SUPPLIED INFORMATION:

——

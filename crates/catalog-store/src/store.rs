//! The record store: a key-value store of `CatalogEntry` keyed by id.
//!
//! `RecordStore` is the seam the orchestrator talks to. It is object safe so
//! callers can hold an `Arc<dyn RecordStore>` and swap in a test double.
//! `CatalogStore` is the in-memory implementation; see `parser` for its
//! JSON file persistence.
//!
//! Every method hands out owned snapshots (`CatalogEntry` clones) rather than
//! references, so no lock is held across an `.await` in async callers.

use std::collections::BTreeMap;

use parking_lot::RwLock;
use tracing::debug;

use crate::error::{Result, StoreError};
use crate::types::CatalogEntry;

/// Attribute that `get_all_where` can match on
#[derive(Debug, Clone, Copy, PartialEq, Eq)]
pub enum EntryField {
    Id,
    Type,
}

impl EntryField {
    fn matches(self, entry: &CatalogEntry, value: &str) -> bool {
        match self {
            EntryField::Id => entry.id == value,
            EntryField::Type => entry.kind == value,
        }
    }
}

/// Key-value store of catalog entries.
///
/// Concurrent reads and writes to different ids are safe; there is no
/// transaction spanning several calls.
pub trait RecordStore: Send + Sync {
    /// Look up a single entry.
    fn get_by_id(&self, id: &str) -> Result<Option<CatalogEntry>>;

    /// All entries whose `field` equals `value`, ordered by id.
    fn get_all_where(&self, field: EntryField, value: &str) -> Result<Vec<CatalogEntry>>;

    /// Insert a new entry. Fails with `DuplicateId` if the id is taken.
    fn create(&self, entry: CatalogEntry) -> Result<()>;

    /// Mutate an entry in place under the store's lock.
    ///
    /// Returns `false` (and does not call `f`) when the id is absent.
    fn update(&self, id: &str, f: &mut dyn FnMut(&mut CatalogEntry)) -> Result<bool>;

    /// Remove an entry. Returns `false` when the id was absent.
    fn delete_by_id(&self, id: &str) -> Result<bool>;

    /// Return the entry with this id, creating a bare one of `kind` if missing.
    fn fetch_or_create(&self, id: &str, kind: &str) -> Result<CatalogEntry> {
        if let Some(existing) = self.get_by_id(id)? {
            return Ok(existing);
        }
        let entry = CatalogEntry::new(id, kind);
        match self.create(entry.clone()) {
            Ok(()) => Ok(entry),
            // Lost a race with another writer; theirs wins.
            Err(StoreError::DuplicateId(_)) => {
                Ok(self.get_by_id(id)?.unwrap_or(entry))
            }
            Err(e) => Err(e),
        }
    }
}

#[derive(Debug, Default)]
struct StoreState {
    entries: BTreeMap<String, CatalogEntry>,
    /// Ids removed through `delete_by_id`, in deletion order
    deleted: Vec<String>,
}

/// In-memory `RecordStore`.
///
/// A `BTreeMap` keeps `get_all_where` results ordered by id without an extra
/// sort. All access goes through one `RwLock`.
#[derive(Debug, Default)]
pub struct CatalogStore {
    state: RwLock<StoreState>,
}

impl CatalogStore {
    /// Creates a new, empty store
    pub fn new() -> Self {
        Self::default()
    }

    /// Build a store from entries, rejecting duplicate ids.
    pub fn from_entries(entries: impl IntoIterator<Item = CatalogEntry>) -> Result<Self> {
        let store = Self::new();
        for entry in entries {
            store.create(entry)?;
        }
        Ok(store)
    }

    /// Number of entries currently stored
    pub fn len(&self) -> usize {
        self.state.read().entries.len()
    }

    pub fn is_empty(&self) -> bool {
        self.len() == 0
    }

    /// Snapshot of every entry, ordered by id.
    pub fn entries(&self) -> Vec<CatalogEntry> {
        self.state.read().entries.values().cloned().collect()
    }

    /// Ids deleted since the store was created, in deletion order.
    pub fn deleted_ids(&self) -> Vec<String> {
        self.state.read().deleted.clone()
    }
}

impl RecordStore for CatalogStore {
    fn get_by_id(&self, id: &str) -> Result<Option<CatalogEntry>> {
        Ok(self.state.read().entries.get(id).cloned())
    }

    fn get_all_where(&self, field: EntryField, value: &str) -> Result<Vec<CatalogEntry>> {
        let state = self.state.read();
        Ok(state
            .entries
            .values()
            .filter(|entry| field.matches(entry, value))
            .cloned()
            .collect())
    }

    fn create(&self, entry: CatalogEntry) -> Result<()> {
        let mut state = self.state.write();
        if state.entries.contains_key(&entry.id) {
            return Err(StoreError::DuplicateId(entry.id));
        }
        debug!("Creating entry {}", entry.id);
        state.entries.insert(entry.id.clone(), entry);
        Ok(())
    }

    fn update(&self, id: &str, f: &mut dyn FnMut(&mut CatalogEntry)) -> Result<bool> {
        let mut state = self.state.write();
        match state.entries.get_mut(id) {
            Some(entry) => {
                f(entry);
                Ok(true)
            }
            None => Ok(false),
        }
    }

    fn delete_by_id(&self, id: &str) -> Result<bool> {
        let mut state = self.state.write();
        if state.entries.remove(id).is_some() {
            debug!("Deleted entry {}", id);
            state.deleted.push(id.to_string());
            Ok(true)
        } else {
            Ok(false)
        }
    }
}
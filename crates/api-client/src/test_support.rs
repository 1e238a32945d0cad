//! Mock HTTP server for client tests.
//!
//! An axum router bound to `127.0.0.1:0`. Every request is answered by the
//! first route whose path equals the request path and whose query pairs are
//! all present in the request; anything else gets a 404. The server records
//! each request target (path + query) it saw.

use std::collections::HashMap;
use std::sync::Arc;
use std::time::Duration;

use axum::Router;
use axum::extract::{Query, State};
use axum::http::{StatusCode, Uri, header};
use axum::response::{IntoResponse, Response};
use parking_lot::Mutex;
use tokio::net::TcpListener;
use tokio::task::JoinHandle;

/// One canned response
#[derive(Debug, Clone)]
pub struct MockRoute {
    pub path: String,
    /// Query pairs the request must carry, e.g. `i=tt0133093`
    pub query: Vec<(String, String)>,
    pub status: u16,
    pub content_type: &'static str,
    pub body: Vec<u8>,
    pub delay: Option<Duration>,
}

impl MockRoute {
    /// A 200 JSON response for `target` ("/path" or "/path?key=value").
    pub fn json(target: &str, body: &str) -> Self {
        Self::new(target, 200, "application/json", body.as_bytes())
    }

    pub fn bytes(target: &str, content_type: &'static str, body: &[u8]) -> Self {
        Self::new(target, 200, content_type, body)
    }

    pub fn status(target: &str, status: u16) -> Self {
        Self::new(target, status, "application/json", b"")
    }

    pub fn delayed(mut self, delay: Duration) -> Self {
        self.delay = Some(delay);
        self
    }

    fn new(target: &str, status: u16, content_type: &'static str, body: &[u8]) -> Self {
        let (path, query) = target.split_once('?').unwrap_or((target, ""));
        let query = query
            .split('&')
            .filter(|pair| !pair.is_empty())
            .map(|pair| {
                let (key, value) = pair.split_once('=').unwrap_or((pair, ""));
                (key.to_string(), value.to_string())
            })
            .collect();
        Self {
            path: path.to_string(),
            query,
            status,
            content_type,
            body: body.to_vec(),
            delay: None,
        }
    }

    fn matches(&self, path: &str, query: &HashMap<String, String>) -> bool {
        self.path == path
            && self
                .query
                .iter()
                .all(|(key, value)| query.get(key) == Some(value))
    }
}

#[derive(Clone)]
struct MockState {
    routes: Arc<Vec<MockRoute>>,
    requests: Arc<Mutex<Vec<String>>>,
}

/// A running mock server
pub struct MockServer {
    pub base_url: String,
    requests: Arc<Mutex<Vec<String>>>,
    handle: JoinHandle<()>,
}

impl MockServer {
    /// Start a mock server on a random port
    pub async fn start(routes: Vec<MockRoute>) -> Self {
        let listener = TcpListener::bind("127.0.0.1:0")
            .await
            .expect("Failed to bind mock server");
        let addr = listener.local_addr().expect("Failed to get local address");

        let requests = Arc::new(Mutex::new(Vec::new()));
        let state = MockState {
            routes: Arc::new(routes),
            requests: requests.clone(),
        };
        let app = Router::new().fallback(respond).with_state(state);

        let handle = tokio::spawn(async move {
            axum::serve(listener, app).await.expect("Mock server failed");
        });

        Self {
            base_url: format!("http://{}", addr),
            requests,
            handle,
        }
    }

    /// Request targets (path + query) received so far
    pub fn requests(&self) -> Vec<String> {
        self.requests.lock().clone()
    }
}

impl Drop for MockServer {
    fn drop(&mut self) {
        self.handle.abort();
    }
}

async fn respond(
    State(state): State<MockState>,
    uri: Uri,
    Query(query): Query<HashMap<String, String>>,
) -> Response {
    let target = uri
        .path_and_query()
        .map(|pq| pq.as_str().to_string())
        .unwrap_or_else(|| uri.path().to_string());
    state.requests.lock().push(target);

    let Some(route) = state.routes.iter().find(|r| r.matches(uri.path(), &query)) else {
        return StatusCode::NOT_FOUND.into_response();
    };
    if let Some(delay) = route.delay {
        tokio::time::sleep(delay).await;
    }

    let status = StatusCode::from_u16(route.status).unwrap_or(StatusCode::INTERNAL_SERVER_ERROR);
    (
        status,
        [(header::CONTENT_TYPE, route.content_type)],
        route.body.clone(),
    )
        .into_response()
}

#[cfg(test)]
mod tests {
    use super::*;

    #[test]
    fn test_route_matches_exact_path_only() {
        let route = MockRoute::json("/movie/13", "{}");
        let none = HashMap::new();

        assert!(route.matches("/movie/13", &none));
        assert!(!route.matches("/movie/130", &none));
        assert!(!route.matches("/movie/13/videos", &none));
    }

    #[test]
    fn test_route_query_pairs_must_be_present() {
        let route = MockRoute::json("/?i=tt0133093", "{}");
        let mut query = HashMap::new();
        query.insert("apikey".to_string(), "k".to_string());

        assert!(!route.matches("/", &query));
        query.insert("i".to_string(), "tt0133093".to_string());
        assert!(route.matches("/", &query));
    }

    #[tokio::test]
    async fn test_server_answers_exact_route_and_404s_the_rest() {
        let server = MockServer::start(vec![MockRoute::json("/movie/13", r#"{"id": 13}"#)]).await;
        let client = reqwest::Client::new();

        let found = client
            .get(format!("{}/movie/13", server.base_url))
            .send()
            .await
            .unwrap();
        assert_eq!(found.status(), 200);
        assert_eq!(found.text().await.unwrap(), r#"{"id": 13}"#);

        let other = client
            .get(format!("{}/movie/130?api_key=x", server.base_url))
            .send()
            .await
            .unwrap();
        assert_eq!(other.status(), 404);

        assert_eq!(server.requests(), vec!["/movie/13", "/movie/130?api_key=x"]);
    }
}
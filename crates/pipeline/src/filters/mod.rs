//! Filter implementations for the quality pipeline.
//!
//! This module contains the concrete filters that can be composed into a
//! FilterPipeline.

pub mod minimum_imdb_rating;
pub mod ratings_present;

// Re-export for convenience
pub use minimum_imdb_rating::MinimumImdbRatingFilter;
pub use ratings_present::RatingsPresentFilter;
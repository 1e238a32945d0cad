//! Error types for the catalog-store crate.

use thiserror::Error;

/// Errors that can occur while reading, writing or loading the record store
#[derive(Error, Debug)]
pub enum StoreError {
    /// Store file could not be found or opened
    #[error("Failed to open store file: {path}")]
    FileNotFound { path: String },

    /// I/O error occurred while reading or writing the store file
    #[error("I/O error: {0}")]
    IoError(#[from] std::io::Error),

    /// Store file is not valid JSON or does not match the entry layout
    #[error("Malformed store file {path}: {source}")]
    Malformed {
        path: String,
        #[source]
        source: serde_json::Error,
    },

    /// A record with this id already exists
    #[error("Duplicate entry id: {0}")]
    DuplicateId(String),

    /// A record field had an invalid value
    #[error("Invalid value for {field} in entry {id:?}: {reason}")]
    InvalidEntry {
        id: String,
        field: String,
        reason: String,
    },
}

/// Convenience type alias for Results in this crate
pub type Result<T> = std::result::Result<T, StoreError>;
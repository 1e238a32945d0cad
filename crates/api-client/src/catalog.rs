//! Catalog client for the TMDB movie database.
//!
//! Two lookups per movie feed the enrichment pipeline:
//! - `fetch_trailers`: the movie's video list, reduced to one `Trailer`
//! - `fetch_identifier`: the movie details, reduced to its IMDb id

use async_trait::async_trait;
use reqwest::Client;
use serde::Deserialize;
use tracing::debug;

use catalog_store::{CatalogId, Trailer};

use crate::config::FetchConfig;
use crate::error::Result;
use crate::http;

/// External-identifier data for one movie
#[derive(Debug, Clone, PartialEq, Eq)]
pub struct IdentifierData {
    /// Catalog id of the movie, as a string (matches `CatalogEntry::id`)
    pub id: String,
    /// External identifier understood by the ratings API
    pub imdb_id: String,
    pub title: Option<String>,
}

/// Remote movie catalog.
///
/// `Ok(None)` means the catalog had nothing to offer for this movie; it is
/// not an error.
#[async_trait]
pub trait CatalogClient: Send + Sync {
    async fn fetch_trailers(&self, movie_id: CatalogId) -> Result<Option<Trailer>>;

    async fn fetch_identifier(&self, movie_id: CatalogId) -> Result<Option<IdentifierData>>;
}

// Wire types: only the fields we read.

#[derive(Debug, Deserialize)]
struct VideoList {
    id: CatalogId,
    #[serde(default)]
    results: Vec<Video>,
}

#[derive(Debug, Deserialize)]
struct Video {
    key: String,
    #[serde(default)]
    name: String,
    #[serde(default)]
    site: String,
    #[serde(rename = "type", default)]
    kind: String,
}

#[derive(Debug, Deserialize)]
struct MovieDetails {
    id: CatalogId,
    #[serde(default)]
    imdb_id: Option<String>,
    #[serde(default)]
    title: Option<String>,
}

/// Pick the video to attach: the first YouTube trailer, else the first video.
fn select_trailer(list: VideoList) -> Option<Trailer> {
    let id = list.id.to_string();
    let mut videos = list.results;
    let index = videos
        .iter()
        .position(|v| v.kind == "Trailer" && v.site == "YouTube")
        .or_else(|| (!videos.is_empty()).then_some(0))?;
    let video = videos.swap_remove(index);

    Some(Trailer {
        id,
        key: video.key,
        name: video.name,
        site: video.site,
        kind: video.kind,
    })
}

fn identifier_from(details: MovieDetails) -> Option<IdentifierData> {
    let imdb_id = details.imdb_id.map(|s| s.trim().to_string()).filter(|s| !s.is_empty())?;
    Some(IdentifierData {
        id: details.id.to_string(),
        imdb_id,
        title: details.title,
    })
}

/// HTTP client for the TMDB v3 API
#[derive(Debug, Clone)]
pub struct TmdbClient {
    client: Client,
    base_url: String,
    api_key: String,
}

impl TmdbClient {
    pub fn new(config: &FetchConfig) -> Result<Self> {
        FetchConfig::require_key(&config.catalog_api_key, "Catalog")?;
        Ok(Self {
            client: http::build_client(config)?,
            base_url: config.catalog_base_url.trim_end_matches('/').to_string(),
            api_key: config.catalog_api_key.clone(),
        })
    }

    fn query(&self) -> [(&str, &str); 1] {
        [("api_key", self.api_key.as_str())]
    }
}

#[async_trait]
impl CatalogClient for TmdbClient {
    async fn fetch_trailers(&self, movie_id: CatalogId) -> Result<Option<Trailer>> {
        let url = format!("{}/movie/{}/videos", self.base_url, movie_id);
        let list: VideoList = http::get_json(&self.client, &url, &self.query()).await?;

        let trailer = select_trailer(list);
        if trailer.is_none() {
            debug!("No videos for movie {}", movie_id);
        }
        Ok(trailer)
    }

    async fn fetch_identifier(&self, movie_id: CatalogId) -> Result<Option<IdentifierData>> {
        let url = format!("{}/movie/{}", self.base_url, movie_id);
        let details: MovieDetails = http::get_json(&self.client, &url, &self.query()).await?;

        let identifier = identifier_from(details);
        if identifier.is_none() {
            debug!("No external identifier for movie {}", movie_id);
        }
        Ok(identifier)
    }
}
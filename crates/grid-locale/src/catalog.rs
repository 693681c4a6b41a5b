//! Locale resource table: message keys mapped to literals or templates.
//!
//! # Invariants
//!
//! 1. **Last write wins**: inserting a key that already exists replaces the
//!    earlier value. The replacement is logged at `warn` and the key is
//!    remembered in [`LocaleStrings::overridden_keys`].
//!
//! 2. **Entries are tagged**: callers match on [`MessageValue`] instead of
//!    probing whether an entry is callable.
//!
//! 3. **Thread safety**: `LocaleStrings` is `Send + Sync` and is never
//!    mutated once handed to the grid.
//!
//! # Failure Modes
//!
//! | Failure | Cause | Behavior |
//! |---------|-------|----------|
//! | Missing key | Key not in table | `get` returns `None`, `format` returns `MissingKey` |
//! | Bad template | Non-positional placeholder | `insert_template` returns `InvalidTemplate` |
//! | Too few values | Template rendered short | `format` returns `ArityMismatch` |

use std::collections::HashMap;

use serde_json::{Map, Value, json};
use tracing::warn;

use crate::template::Template;

/// Errors from locale table operations.
#[derive(Debug, Clone, PartialEq, Eq)]
pub enum LocaleError {
    /// No entry for the requested key.
    MissingKey(String),
    /// A template pattern could not be parsed.
    InvalidTemplate { pattern: String, reason: String },
    /// A template was rendered with fewer values than it references.
    ArityMismatch { expected: usize, found: usize },
}

impl std::fmt::Display for LocaleError {
    fn fmt(&self, f: &mut std::fmt::Formatter<'_>) -> std::fmt::Result {
        match self {
            Self::MissingKey(key) => write!(f, "missing message key '{key}'"),
            Self::InvalidTemplate { pattern, reason } => {
                write!(f, "invalid template '{pattern}': {reason}")
            }
            Self::ArityMismatch { expected, found } => {
                write!(f, "template expects {expected} values, got {found}")
            }
        }
    }
}

impl std::error::Error for LocaleError {}

/// A single table entry: a display string or a positional template.
#[derive(Debug, Clone, PartialEq, Eq)]
pub enum MessageValue {
    /// Text shown as-is.
    Literal(String),
    /// Sentence filled from an ordered list of values.
    Template(Template),
}

impl MessageValue {
    /// Values the entry expects; zero for literals.
    #[must_use]
    pub fn arity(&self) -> usize {
        match self {
            Self::Literal(_) => 0,
            Self::Template(t) => t.arity(),
        }
    }
}

/// Message table for a single locale.
///
/// # Example
///
/// ```
/// use grid_locale::catalog::{LocaleStrings, MessageValue};
///
/// let mut strings = LocaleStrings::new("pt-BR");
/// strings.insert("copy", "Copiar");
/// strings
///     .insert_template("levelItem", "{0}. Nível {1}.")
///     .unwrap();
///
/// assert_eq!(strings.literal("copy"), Some("Copiar"));
/// assert!(matches!(strings.get("levelItem"), Some(MessageValue::Template(_))));
/// assert_eq!(
///     strings.format("levelItem", &["Nome", "1"]).unwrap(),
///     "Nome. Nível 1."
/// );
/// ```
#[derive(Debug, Clone, Default)]
pub struct LocaleStrings {
    locale: String,
    strings: HashMap<String, MessageValue>,
    overridden: Vec<String>,
}

impl LocaleStrings {
    /// Create an empty table for a BCP-47 locale tag.
    #[must_use]
    pub fn new(locale: impl Into<String>) -> Self {
        Self {
            locale: locale.into(),
            ..Self::default()
        }
    }

    /// Locale tag the table was built for.
    #[must_use]
    pub fn locale(&self) -> &str {
        &self.locale
    }

    /// Insert a literal string.
    pub fn insert(&mut self, key: impl Into<String>, value: impl Into<String>) {
        self.put(key.into(), MessageValue::Literal(value.into()));
    }

    /// Parse `pattern` and insert it as a template.
    pub fn insert_template(
        &mut self,
        key: impl Into<String>,
        pattern: impl Into<String>,
    ) -> Result<(), LocaleError> {
        let template = Template::parse(pattern)?;
        self.put(key.into(), MessageValue::Template(template));
        Ok(())
    }

    fn put(&mut self, key: String, value: MessageValue) {
        if let Some(previous) = self.strings.get(&key) {
            warn!(
                locale = %self.locale,
                key = %key,
                previous = ?previous,
                replacement = ?value,
                "message key redefined; later definition wins"
            );
            if !self.overridden.contains(&key) {
                self.overridden.push(key.clone());
            }
        }
        self.strings.insert(key, value);
    }

    /// Look up an entry by key.
    #[must_use]
    pub fn get(&self, key: &str) -> Option<&MessageValue> {
        self.strings.get(key)
    }

    /// Look up a literal entry. Templates yield `None`.
    #[must_use]
    pub fn literal(&self, key: &str) -> Option<&str> {
        match self.strings.get(key)? {
            MessageValue::Literal(s) => Some(s.as_str()),
            MessageValue::Template(_) => None,
        }
    }

    /// Resolve `key` to display text.
    ///
    /// Literals ignore `values`; templates require at least their arity.
    pub fn format<T: std::fmt::Display>(
        &self,
        key: &str,
        values: &[T],
    ) -> Result<String, LocaleError> {
        match self.get(key) {
            Some(MessageValue::Literal(s)) => Ok(s.clone()),
            Some(MessageValue::Template(t)) => t.render(values),
            None => Err(LocaleError::MissingKey(key.to_string())),
        }
    }

    /// Resolve `key` the way the grid host does: missing positions render
    /// as `undefined`.
    #[must_use]
    pub fn format_lossy<T: std::fmt::Display>(&self, key: &str, values: &[T]) -> Option<String> {
        self.get(key).map(|entry| match entry {
            MessageValue::Literal(s) => s.clone(),
            MessageValue::Template(t) => t.render_lossy(values),
        })
    }

    /// Keys that were defined more than once, in the order first redefined.
    #[must_use]
    pub fn overridden_keys(&self) -> &[String] {
        &self.overridden
    }

    /// Number of entries.
    #[must_use]
    pub fn len(&self) -> usize {
        self.strings.len()
    }

    /// Whether the table has no entries.
    #[must_use]
    pub fn is_empty(&self) -> bool {
        self.strings.is_empty()
    }

    /// Iterate over all keys.
    pub fn keys(&self) -> impl Iterator<Item = &str> {
        self.strings.keys().map(String::as_str)
    }

    /// Keys of template entries, sorted.
    #[must_use]
    pub fn template_keys(&self) -> Vec<&str> {
        let mut keys: Vec<&str> = self
            .strings
            .iter()
            .filter(|(_, v)| matches!(v, MessageValue::Template(_)))
            .map(|(k, _)| k.as_str())
            .collect();
        keys.sort_unstable();
        keys
    }

    /// Export as a JSON object for the grid host.
    ///
    /// Literals become strings; templates become
    /// `{"template": <pattern>, "arity": <n>}` so the host can wrap them in
    /// its own callback.
    #[must_use]
    pub fn to_json(&self) -> Value {
        let mut keys: Vec<&String> = self.strings.keys().collect();
        keys.sort_unstable();

        let mut map = Map::with_capacity(keys.len());
        for key in keys {
            let value = match &self.strings[key] {
                MessageValue::Literal(s) => Value::String(s.clone()),
                MessageValue::Template(t) => json!({
                    "template": t.pattern(),
                    "arity": t.arity(),
                }),
            };
            map.insert(key.clone(), value);
        }
        Value::Object(map)
    }
}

——

EXERCISE: Look over the records above, and wherever a line contains the string "Number", copy that line.

TASK RESULT:
    /// Number of entries currently stored
    /// Number of entries.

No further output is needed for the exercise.